Hace siglos, cuando las montañas guardaban sigilosamente el preciado maíz, se menciona que los aztecas de muchas maneras intentaron, con ayuda de sus dioses, separar sus portentosas piedras para así poder tener las bondades de tan anhelado cereal.
Durante un tiempo, las antiguas deidades propusieron infinidad de formas para abrir los cerros; les hablaron de la mejor forma, siempre dándoles su lugar e importancia aquí en la Tierra, les cantaron, también, ofrendaron lo mejor que tenían, los veneraron, pero jamás encontraron respuesta satisfactoria a su imperiosa necesidad.
Después de tanto suplicarles, pero ante la indiferencia y altivez de las enormes rocas, no se ausentó esperanza alguna de lograrlo y fue así que decidieron acudir con la Serpiente Emplumada, Quetzalcóatl, señor del Tollán, el lucero de la mañana, la estrella que acompaña a la luna en su despedida al amanecer, para pedirle que, con su sabiduría, convenciera a las montañas de darles algunos granos de maíz y poder subsistir.
Él, Quetzalcóatl, dijo que sí, que sería quien trajera el maíz.
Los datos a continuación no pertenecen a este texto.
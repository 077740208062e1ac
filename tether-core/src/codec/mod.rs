//! Length-prefixed frame codec for `tokio_util::codec::Framed`.

use bytes::{Buf, BufMut, BytesMut};
use tokio_util::codec::{Decoder, Encoder};

use crate::error::TetherError;
use crate::header::{FrameHeader, FrameHeaderBytes, HEADER_SIZE};
use crate::packet::{Frame, MAX_PAYLOAD_SIZE};

/// Splits a byte stream into [`Frame`]s and back.
#[derive(Debug, Default)]
pub struct FrameCodec {
    /// Header of the frame whose payload is still arriving.
    pending: Option<FrameHeader>,
}

impl FrameCodec {
    pub fn new() -> Self {
        Self::default()
    }
}

impl Decoder for FrameCodec {
    type Item = Frame;
    type Error = TetherError;

    fn decode(&mut self, src: &mut BytesMut) -> Result<Option<Self::Item>, Self::Error> {
        let header = match self.pending {
            Some(header) => header,
            None => {
                if src.len() < HEADER_SIZE {
                    return Ok(None);
                }
                let mut header_bytes: FrameHeaderBytes = [0; HEADER_SIZE];
                header_bytes.copy_from_slice(&src[..HEADER_SIZE]);
                let header = FrameHeader::from_bytes(&header_bytes)?;

                // Refuse before buffering a hostile length.
                let len = header.payload_length() as usize;
                if len > MAX_PAYLOAD_SIZE {
                    return Err(TetherError::PayloadTooLarge {
                        size: len,
                        max: MAX_PAYLOAD_SIZE,
                    });
                }
                src.advance(HEADER_SIZE);
                self.pending = Some(header);
                header
            }
        };

        let len = header.payload_length() as usize;
        if src.len() < len {
            src.reserve(len - src.len());
            return Ok(None);
        }

        self.pending = None;
        let payload = src.split_to(len).freeze();
        Frame::from_parts(header, payload).map(Some)
    }
}

impl Encoder<Frame> for FrameCodec {
    type Error = TetherError;

    fn encode(&mut self, item: Frame, dst: &mut BytesMut) -> Result<(), Self::Error> {
        dst.reserve(HEADER_SIZE + item.payload().len());
        dst.put_slice(&item.header().to_bytes());
        dst.put_slice(item.payload());
        Ok(())
    }
}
Sin ninguna tardanza, excluyó el uso de su fuerza impresionante y una vez más, como en la historia del Mictlán, se convirtió en una hormiga, caminó un largo trayecto, burló distintas dificultades y, a pesar de su cansancio, tomó un grano de maíz y se los entregó a los aztecas de inmediato.
A pesar de que fue una espera larga, de reuniones entre gobernantes, sacerdotes y sabios, que con su paciencia, supieron tranquilizar a los pobladores de esos entonces, quienes estaban desesperados y a punto de armar una revuelta, pues ellos, los que mandan, sabían que se lograría la pretensión deseada de tener maíz.
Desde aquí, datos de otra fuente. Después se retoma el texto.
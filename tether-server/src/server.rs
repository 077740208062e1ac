//! Accept loop.
//!
//! Each accepted TCP link becomes a serving [`Channel`]; each stream the
//! peer opens on it is dispatched to the [`TetherService`] on its own task.

use std::net::SocketAddr;
use std::sync::Arc;

use tokio::net::{TcpListener, ToSocketAddrs};
use tokio_util::sync::CancellationToken;
use tracing::{debug, info, warn};

use tether_core::{Channel, TetherError};

use crate::service::TetherService;

pub struct Server {
    listener: TcpListener,
    service: Arc<TetherService>,
    shutdown: CancellationToken,
}

impl Server {
    pub async fn bind(addr: impl ToSocketAddrs, service: Arc<TetherService>) -> Result<Self, TetherError> {
        let listener = TcpListener::bind(addr).await?;
        Ok(Self {
            listener,
            service,
            shutdown: CancellationToken::new(),
        })
    }

    pub fn local_addr(&self) -> Result<SocketAddr, TetherError> {
        Ok(self.listener.local_addr()?)
    }

    pub fn service(&self) -> &Arc<TetherService> {
        &self.service
    }

    /// Cancelling this token stops the accept loop and closes every link.
    pub fn shutdown_token(&self) -> CancellationToken {
        self.shutdown.clone()
    }

    /// Accept links until shut down.
    pub async fn run(self) -> Result<(), TetherError> {
        info!("listening on {}", self.listener.local_addr()?);
        loop {
            let accepted = tokio::select! {
                _ = self.shutdown.cancelled() => break,
                accepted = self.listener.accept() => accepted,
            };
            let (stream, peer) = match accepted {
                Ok(pair) => pair,
                Err(e) => {
                    warn!("accept error: {e}");
                    continue;
                }
            };
            if let Err(e) = stream.set_nodelay(true) {
                debug!(%peer, "set_nodelay failed: {e}");
            }

            info!(%peer, "client connected");
            let service = self.service.clone();
            let shutdown = self.shutdown.child_token();
            tokio::spawn(serve_link(stream, peer, service, shutdown));
        }
        info!("server stopped");
        Ok(())
    }
}

async fn serve_link(
    stream: tokio::net::TcpStream,
    peer: SocketAddr,
    service: Arc<TetherService>,
    shutdown: CancellationToken,
) {
    let peer = peer.to_string();
    let (channel, mut incoming) = Channel::server(stream, peer.clone());
    loop {
        let call = tokio::select! {
            _ = shutdown.cancelled() => break,
            call = incoming.recv() => call,
        };
        // The reader task drops the sender once the link is gone.
        let Some(call) = call else { break };
        let service = service.clone();
        let peer = peer.clone();
        tokio::spawn(async move {
            service.handle(&peer, call).await;
        });
    }
    channel.close();
    info!(%peer, "client disconnected");
}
Con ese único y pequeño grano, pudieron sembrarlo y cosechar más y más cada temporada, por eso y desde entonces, los aztecas veneraron a Quetzalcóatl, pues trajo buenaventura, riquezas y poder a nuestros antepasados, con tan sólo un grano de maíz, ese alimento que desde aquellos tiempos es una herencia más del México antiguo.